**TASK INSTRUCTIONS:** Each line in the records below, from the one that contains "use serde_json::Value;" to the one that contains "pub fn from_json(source: DataSource, content: &str)", should be reproduced exactly, the first and last included.
________
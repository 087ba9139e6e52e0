//! Utility functions for common operations.
//!
//! Durable state (flags, login session, configuration) is always replaced
//! as a whole file, never edited in place.

use std::io::{self, Write};
use std::path::Path;

use tempfile::NamedTempFile;

use crate::error::{CatalogError, Result};

/// Atomically write content to a file.
///
/// The content is written to a temporary file in the target's directory,
/// flushed, then renamed over the target. If any step fails the previous
/// file (if it exists) is left untouched, so readers never observe a
/// partially written store.
///
/// # Example
///
/// ```rust,no_run
/// use datahub_catalog::util::atomic_write;
///
/// atomic_write("flags.json", b"{}").unwrap();
/// ```
pub fn atomic_write(path: impl AsRef<Path>, content: &[u8]) -> Result<()> {
    let path = path.as_ref();

    let parent = match path.parent() {
        Some(parent) if !parent.as_os_str().is_empty() => parent,
        Some(_) => Path::new("."),
        None => {
            return Err(CatalogError::IoError {
                context: format!("Cannot determine parent directory for: {}", path.display()),
                source: io::Error::new(io::ErrorKind::InvalidInput, "No parent directory"),
            })
        }
    };

    if !parent.exists() {
        std::fs::create_dir_all(parent).map_err(|e| {
            CatalogError::io(
                format!("Failed to create directory: {}", parent.display()),
                e,
            )
        })?;
    }

    // Same directory keeps the rename on one filesystem.
    let mut temp_file = NamedTempFile::new_in(parent).map_err(|e| {
        CatalogError::io(
            format!("Failed to create temporary file in: {}", parent.display()),
            e,
        )
    })?;

    temp_file.write_all(content).map_err(|e| {
        CatalogError::io(
            format!("Failed to write to temporary file for: {}", path.display()),
            e,
        )
    })?;

    temp_file.flush().map_err(|e| {
        CatalogError::io(
            format!("Failed to flush temporary file for: {}", path.display()),
            e,
        )
    })?;

    temp_file.persist(path).map_err(|e| {
        CatalogError::io(
            format!("Failed to atomically write file: {}", path.display()),
            e.error,
        )
    })?;

    Ok(())
}

/// Remove a file, treating an already-missing file as success.
pub fn remove_if_exists(path: impl AsRef<Path>) -> Result<()> {
    let path = path.as_ref();
    match std::fs::remove_file(path) {
        Ok(()) => Ok(()),
        Err(e) if e.kind() == io::ErrorKind::NotFound => Ok(()),
        Err(e) => Err(CatalogError::io(
            format!("Failed to remove file: {}", path.display()),
            e,
        )),
    }
}
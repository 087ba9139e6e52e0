//! Pagination over filtered record lists.
//!
//! Page numbers are 1-based. Any requested page, including zero, negative
//! or past-the-end values, is clamped into `1..=total_pages`, and an empty
//! sequence still has one (empty) page.

use serde::Serialize;

/// Default number of records per page.
pub const DEFAULT_PAGE_SIZE: usize = 10;

/// One page of a sequence.
#[derive(Debug, Clone, PartialEq, Eq, Serialize)]
pub struct Page<T> {
    /// Items on this page.
    pub items: Vec<T>,
    /// Current page after clamping.
    pub page: usize,
    /// Total number of pages, at least 1.
    pub total_pages: usize,
    /// Length of the whole sequence.
    pub total_items: usize,
    /// Page size used for slicing.
    pub page_size: usize,
}

impl<T> Page<T> {
    /// Whether a later page exists.
    pub fn has_next(&self) -> bool {
        self.page < self.total_pages
    }

    /// Whether an earlier page exists.
    pub fn has_previous(&self) -> bool {
        self.page > 1
    }

    /// Next page number, staying on the last page.
    pub fn next_page(&self) -> usize {
        (self.page + 1).min(self.total_pages)
    }

    /// Previous page number, staying on the first page.
    pub fn previous_page(&self) -> usize {
        self.page.saturating_sub(1).max(1)
    }

    /// 1-based position of the first item, or 0 when empty.
    pub fn start(&self) -> usize {
        if self.items.is_empty() {
            0
        } else {
            (self.page - 1) * self.page_size + 1
        }
    }

    /// 1-based position of the last item, or 0 when empty.
    pub fn end(&self) -> usize {
        if self.items.is_empty() {
            0
        } else {
            self.start() + self.items.len() - 1
        }
    }

    /// "Showing 11 to 20 of 42 records".
    pub fn showing(&self) -> String {
        format!(
            "Showing {} to {} of {} records",
            self.start(),
            self.end(),
            self.total_items
        )
    }

    /// Apply `f` to every item, keeping the page metadata.
    pub fn map<U, F: FnMut(T) -> U>(self, f: F) -> Page<U> {
        Page {
            items: self.items.into_iter().map(f).collect(),
            page: self.page,
            total_pages: self.total_pages,
            total_items: self.total_items,
            page_size: self.page_size,
        }
    }
}

/// Number of pages for `total_items`, never less than 1.
pub fn total_pages(total_items: usize, page_size: usize) -> usize {
    total_items.div_ceil(page_size.max(1)).max(1)
}

/// Clamp a requested page into `1..=total_pages`.
pub fn clamp_page(page: i64, total_pages: usize) -> usize {
    let last = i64::try_from(total_pages).unwrap_or(i64::MAX).max(1);
    // In range 1..=last, which always fits back into usize.
    usize::try_from(page.clamp(1, last)).unwrap_or(1)
}

/// Slice one page out of `sequence`.
///
/// A page size of 0 is treated as 1.
pub fn paginate<T: Clone>(sequence: &[T], page: i64, page_size: usize) -> Page<T> {
    let page_size = page_size.max(1);
    let page = clamp_page(page, total_pages(sequence.len(), page_size));
    slice_page(sequence, page, page_size)
}

/// Slice at an already 1-based `page`, pulling it into range first.
fn slice_page<T: Clone>(sequence: &[T], page: usize, page_size: usize) -> Page<T> {
    let page_size = page_size.max(1);
    let total_items = sequence.len();
    let total_pages = total_pages(total_items, page_size);
    let page = page.clamp(1, total_pages);

    let start = (page - 1) * page_size;
    let end = (start + page_size).min(total_items);
    let items = sequence.get(start..end).map(<[T]>::to_vec).unwrap_or_default();

    Page {
        items,
        page,
        total_pages,
        total_items,
        page_size,
    }
}

/// Parse a page number typed into a page field.
///
/// Reads an optional sign and leading digits after trimming whitespace,
/// ignoring anything that follows (`"3abc"` is 3). Input without leading
/// digits, or a result of 0, gives 1. Negative values are returned as-is
/// and clamped later.
pub fn parse_page(input: &str) -> i64 {
    let trimmed = input.trim();
    let (negative, rest) = match trimmed.as_bytes().first() {
        Some(b'-') => (true, &trimmed[1..]),
        Some(b'+') => (false, &trimmed[1..]),
        _ => (false, trimmed),
    };

    let digits: String = rest.chars().take_while(char::is_ascii_digit).collect();
    let value = match digits.parse::<i64>() {
        Ok(value) => value,
        // Overflowing input is still a number; saturate.
        Err(_) if !digits.is_empty() => i64::MAX,
        Err(_) => return 1,
    };

    match (negative, value) {
        (_, 0) => 1,
        (true, value) => -value,
        (false, value) => value,
    }
}

/// Current page of a browsing session.
#[derive(Debug, Clone, Copy, PartialEq, Eq, Serialize)]
pub struct PageState {
    /// Requested page, 1-based.
    pub current: usize,
    /// Records per page.
    pub page_size: usize,
}

impl Default for PageState {
    fn default() -> Self {
        Self::new(DEFAULT_PAGE_SIZE)
    }
}

impl PageState {
    /// First page with the given size (0 is treated as 1).
    pub fn new(page_size: usize) -> Self {
        Self {
            current: 1,
            page_size: page_size.max(1),
        }
    }

    /// Move to `page`, clamped against `total_items`.
    pub fn go_to(&mut self, page: i64, total_items: usize) -> usize {
        self.current = clamp_page(page, total_pages(total_items, self.page_size));
        self.current
    }

    /// Back to the first page.
    pub fn reset(&mut self) {
        self.current = 1;
    }

    /// Slice `sequence` at the current page, clamped against its length.
    pub fn slice<T: Clone>(&self, sequence: &[T]) -> Page<T> {
        slice_page(sequence, self.current, self.page_size)
    }
}
//! Dataset repository.
//!
//! Holds the two immutable datasets. Each dataset is built from a
//! pre-shaped document:
//!
//! ```json
//! { "frequent": [ { "id": "...", "title": "...", "cat": "...", ... } ],
//!   "categories": { "Economy": { "Prices": { "CPI": {} } } } }
//! ```
//!
//! Reading is lenient: a missing or non-array `frequent` gives an empty
//! dataset, elements that are not records are skipped, and a missing
//! `categories` gives an empty tree. Only text that is not JSON at all is
//! rejected.

use std::collections::HashSet;
use std::path::{Path, PathBuf};

use serde::{Deserialize, Serialize};
use serde_json::Value;
use tracing::{debug, warn};

use crate::error::{CatalogError, Result};
use crate::model::{CategoryTree, DataSource, DatasetRecord};

/// Embedded India & States document.
const INDIA_DOCUMENT: &str = include_str!("../../data/india.json");

/// Embedded IMF document.
const IMF_DOCUMENT: &str = include_str!("../../data/imf.json");

/// A parsed but not yet deduplicated dataset document.
#[derive(Debug, Clone, Default)]
pub struct DatasetDocument {
    /// Records in document order.
    pub frequent: Vec<DatasetRecord>,
    /// Navigation tree.
    pub categories: CategoryTree,
}

impl DatasetDocument {
    /// Parse a document for the given source.
    pub fn from_json(source: DataSource, content: &str) -> Result<Self> {
        let value: Value = serde_json::from_str(content).map_err(|e| CatalogError::Dataset {
            source_name: source.key().to_string(),
            message: "document is not valid JSON".to_string(),
            source: Some(e),
        })?;
        Ok(Self::from_value(source, &value))
    }

    /// Build a document from an already parsed JSON value.
    pub fn from_value(source: DataSource, value: &Value) -> Self {
        let frequent = match value.get("frequent") {
            Some(Value::Array(items)) => items
                .iter()
                .enumerate()
                .filter_map(|(index, item)| {
                    match serde_json::from_value::<DatasetRecord>(item.clone()) {
                        Ok(record) => Some(record),
                        Err(e) => {
                            warn!(source = %source, index, error = %e, "Skipping malformed record");
                            None
                        }
                    }
                })
                .collect(),
            Some(_) => {
                warn!(source = %source, "`frequent` is not an array; treating dataset as empty");
                Vec::new()
            }
            None => {
                debug!(source = %source, "`frequent` missing; treating dataset as empty");
                Vec::new()
            }
        };

        let categories = value
            .get("categories")
            .map(CategoryTree::from_value)
            .unwrap_or_default();

        Self {
            frequent,
            categories,
        }
    }
}

/// One immutable dataset: unique records plus its category tree.
#[derive(Debug, Clone)]
pub struct Dataset {
    source: DataSource,
    records: Vec<DatasetRecord>,
    categories: CategoryTree,
}

impl Dataset {
    /// Build a dataset, dropping records whose id was already seen.
    pub fn from_document(source: DataSource, document: DatasetDocument) -> Self {
        let total = document.frequent.len();
        let records = dedup_by_id(document.frequent);
        if records.len() != total {
            debug!(
                source = %source,
                dropped = total - records.len(),
                "Dropped duplicate record ids"
            );
        }

        Self {
            source,
            records,
            categories: document.categories,
        }
    }

    /// Data source this dataset belongs to.
    pub fn source(&self) -> DataSource {
        self.source
    }

    /// Records in first-seen order.
    pub fn records(&self) -> &[DatasetRecord] {
        &self.records
    }

    /// Navigation tree.
    pub fn categories(&self) -> &CategoryTree {
        &self.categories
    }

    /// Look up a record by id.
    pub fn get(&self, id: &str) -> Option<&DatasetRecord> {
        self.records.iter().find(|r| r.id == id)
    }

    /// Number of records.
    pub fn len(&self) -> usize {
        self.records.len()
    }

    /// True when the dataset has no records.
    pub fn is_empty(&self) -> bool {
        self.records.is_empty()
    }
}

/// Keep the first record for each id, preserving order.
pub fn dedup_by_id(records: Vec<DatasetRecord>) -> Vec<DatasetRecord> {
    let mut seen = HashSet::with_capacity(records.len());
    records
        .into_iter()
        .filter(|record| seen.insert(record.id.clone()))
        .collect()
}

/// Optional file overrides for the embedded documents.
#[derive(Debug, Clone, Default, PartialEq, Eq, Serialize, Deserialize)]
pub struct DatasetPaths {
    /// Replacement India & States document.
    #[serde(default, skip_serializing_if = "Option::is_none")]
    pub india: Option<PathBuf>,
    /// Replacement IMF document.
    #[serde(default, skip_serializing_if = "Option::is_none")]
    pub imf: Option<PathBuf>,
}

impl DatasetPaths {
    /// Override path for a source.
    pub fn path_for(&self, source: DataSource) -> Option<&Path> {
        match source {
            DataSource::India => self.india.as_deref(),
            DataSource::Imf => self.imf.as_deref(),
        }
    }
}

/// Both datasets, constructed once and never mutated.
#[derive(Debug, Clone)]
pub struct Repository {
    india: Dataset,
    imf: Dataset,
}

impl Repository {
    /// Repository over the documents shipped with the crate.
    pub fn builtin() -> Result<Self> {
        Self::load(&DatasetPaths::default())
    }

    /// Repository with optional per-source file overrides.
    pub fn load(paths: &DatasetPaths) -> Result<Self> {
        Ok(Self {
            india: load_dataset(DataSource::India, paths.path_for(DataSource::India))?,
            imf: load_dataset(DataSource::Imf, paths.path_for(DataSource::Imf))?,
        })
    }

    /// Repository from two in-memory datasets.
    pub fn from_datasets(india: Dataset, imf: Dataset) -> Self {
        Self { india, imf }
    }

    /// Dataset for a source.
    pub fn dataset(&self, source: DataSource) -> &Dataset {
        match source {
            DataSource::India => &self.india,
            DataSource::Imf => &self.imf,
        }
    }

    /// Find a record in any dataset.
    pub fn find(&self, id: &str) -> Option<(DataSource, &DatasetRecord)> {
        DataSource::ALL
            .into_iter()
            .find_map(|source| self.dataset(source).get(id).map(|r| (source, r)))
    }
}

fn load_dataset(source: DataSource, path: Option<&Path>) -> Result<Dataset> {
    let document = match path {
        Some(path) => {
            if !path.exists() {
                return Err(CatalogError::FileNotFound {
                    path: path.to_path_buf(),
                });
            }
            let content = std::fs::read_to_string(path).map_err(|e| {
                CatalogError::io(format!("Failed to read dataset: {}", path.display()), e)
            })?;
            debug!(source = %source, path = %path.display(), "Loading dataset from file");
            DatasetDocument::from_json(source, &content)?
        }
        None => {
            let embedded = match source {
                DataSource::India => INDIA_DOCUMENT,
                DataSource::Imf => IMF_DOCUMENT,
            };
            DatasetDocument::from_json(source, embedded)?
        }
    };

    Ok(Dataset::from_document(source, document))
}
//! Mock login gate.
//!
//! There is no account backend: credentials are checked for shape and then
//! compared against a single demo account. A successful login is remembered
//! in `session.json` in the data directory until `logout`.

use std::path::{Path, PathBuf};

use chrono::{DateTime, Utc};
use once_cell::sync::Lazy;
use regex::Regex;
use serde::{Deserialize, Serialize};
use tracing::{debug, info, warn};

use crate::error::{CatalogError, Result};
use crate::util::{atomic_write, remove_if_exists};

/// Session state filename.
pub const SESSION_FILENAME: &str = "session.json";

/// Email of the demo account.
pub const DEMO_EMAIL: &str = "username@gmail.com";

/// Password of the demo account.
pub const DEMO_PASSWORD: &str = "Password123!";

/// Characters accepted as the required special character.
pub const PASSWORD_SPECIALS: &str = "!@#$%^&*";

static EMAIL_PATTERN: Lazy<Regex> =
    Lazy::new(|| Regex::new(r"^[^\s@]+@[^\s@]+\.[^\s@]+$").expect("valid email pattern"));

/// Email and password as typed.
#[derive(Debug, Clone, PartialEq, Eq)]
pub struct Credentials {
    /// Email address.
    pub email: String,
    /// Password.
    pub password: String,
}

impl Credentials {
    /// Bundle an email and password.
    pub fn new(email: impl Into<String>, password: impl Into<String>) -> Self {
        Self {
            email: email.into(),
            password: password.into(),
        }
    }

    /// Check both fields, reporting every failing field.
    pub fn validate(&self) -> Result<()> {
        let email = validate_email(&self.email).err();
        let password = validate_password(&self.password).err();
        if email.is_none() && password.is_none() {
            Ok(())
        } else {
            Err(CatalogError::CredentialValidation { email, password })
        }
    }
}

/// Check an email address. The error is the message to show the user.
pub fn validate_email(email: &str) -> std::result::Result<(), String> {
    if email.is_empty() {
        return Err("Email is required".to_string());
    }
    if !EMAIL_PATTERN.is_match(email) {
        return Err("Please enter a valid email address".to_string());
    }
    Ok(())
}

/// Check a password. The first failing rule is reported.
pub fn validate_password(password: &str) -> std::result::Result<(), String> {
    let rules: [(fn(&str) -> bool, &str); 6] = [
        (|p| !p.is_empty(), "Password is required"),
        (
            |p| p.chars().count() >= 8,
            "Password must be at least 8 characters",
        ),
        (
            |p| p.chars().any(|c| c.is_ascii_uppercase()),
            "Password must contain at least one uppercase letter",
        ),
        (
            |p| p.chars().any(|c| c.is_ascii_lowercase()),
            "Password must contain at least one lowercase letter",
        ),
        (
            |p| p.chars().any(|c| c.is_ascii_digit()),
            "Password must contain at least one number",
        ),
        (
            |p| p.chars().any(|c| PASSWORD_SPECIALS.contains(c)),
            "Password must contain at least one special character (!@#$%^&*)",
        ),
    ];

    match rules.iter().find(|(passes, _)| !passes(password)) {
        Some((_, message)) => Err((*message).to_string()),
        None => Ok(()),
    }
}

/// Persisted login state.
#[derive(Debug, Clone, PartialEq, Eq, Serialize, Deserialize)]
pub struct Session {
    /// Always true for a stored session.
    pub logged_in: bool,
    /// Account email.
    pub email: String,
    /// Login time.
    pub since: DateTime<Utc>,
}

impl Session {
    /// Time since login.
    pub fn age(&self) -> chrono::Duration {
        Utc::now().signed_duration_since(self.since)
    }
}

/// Login gate backed by a session file.
#[derive(Debug, Clone)]
pub struct AuthGate {
    path: PathBuf,
    required: bool,
}

impl AuthGate {
    /// Gate storing its session at `path`.
    pub fn new(path: impl Into<PathBuf>, required: bool) -> Self {
        Self {
            path: path.into(),
            required,
        }
    }

    /// Gate storing `session.json` inside a data directory.
    pub fn in_dir(data_dir: &Path, required: bool) -> Self {
        Self::new(data_dir.join(SESSION_FILENAME), required)
    }

    /// Session file path.
    pub fn path(&self) -> &Path {
        &self.path
    }

    /// Whether browsing requires a login.
    pub fn is_required(&self) -> bool {
        self.required
    }

    /// Validate, check against the demo account and persist a session.
    pub fn login(&self, credentials: &Credentials) -> Result<Session> {
        credentials.validate()?;

        if credentials.email != DEMO_EMAIL || credentials.password != DEMO_PASSWORD {
            warn!(email = %credentials.email, "Rejected login");
            return Err(CatalogError::InvalidCredentials);
        }

        let session = Session {
            logged_in: true,
            email: credentials.email.clone(),
            since: Utc::now(),
        };
        let content = serde_json::to_string_pretty(&session)?;
        atomic_write(&self.path, content.as_bytes())?;

        info!(email = %session.email, "Logged in");
        Ok(session)
    }

    /// Forget the stored session. Logging out twice is fine.
    pub fn logout(&self) -> Result<()> {
        remove_if_exists(&self.path)?;
        info!("Logged out");
        Ok(())
    }

    /// Stored session, if any.
    ///
    /// An unreadable or malformed file counts as logged out.
    pub fn current(&self) -> Option<Session> {
        if !self.path.exists() {
            return None;
        }

        let content = match std::fs::read_to_string(&self.path) {
            Ok(content) => content,
            Err(e) => {
                warn!(path = %self.path.display(), error = %e, "Could not read session file");
                return None;
            }
        };

        match serde_json::from_str::<Session>(&content) {
            Ok(session) if session.logged_in => Some(session),
            Ok(_) => {
                debug!(path = %self.path.display(), "Session file marks user as logged out");
                None
            }
            Err(e) => {
                warn!(path = %self.path.display(), error = %e, "Ignoring malformed session file");
                None
            }
        }
    }

    /// Fail unless logged in or the gate is disabled.
    pub fn require(&self) -> Result<()> {
        if !self.required || self.current().is_some() {
            Ok(())
        } else {
            Err(CatalogError::NotAuthenticated)
        }
    }
}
________
**ANSWER BELOW:**
use serde_json::Value;
use tracing::{debug, warn};

use crate::error::{CatalogError, Result};
use crate::model::{CategoryTree, DataSource, DatasetRecord};

/// Embedded India & States document.
const INDIA_DOCUMENT: &str = include_str!("../../data/india.json");

/// Embedded IMF document.
const IMF_DOCUMENT: &str = include_str!("../../data/imf.json");

/// A parsed but not yet deduplicated dataset document.
#[derive(Debug, Clone, Default)]
pub struct DatasetDocument {
    /// Records in document order.
    pub frequent: Vec<DatasetRecord>,
    /// Navigation tree.
    pub categories: CategoryTree,
}

impl DatasetDocument {
    /// Parse a document for the given source.
    pub fn from_json(source: DataSource, content: &str) -> Result<Self> {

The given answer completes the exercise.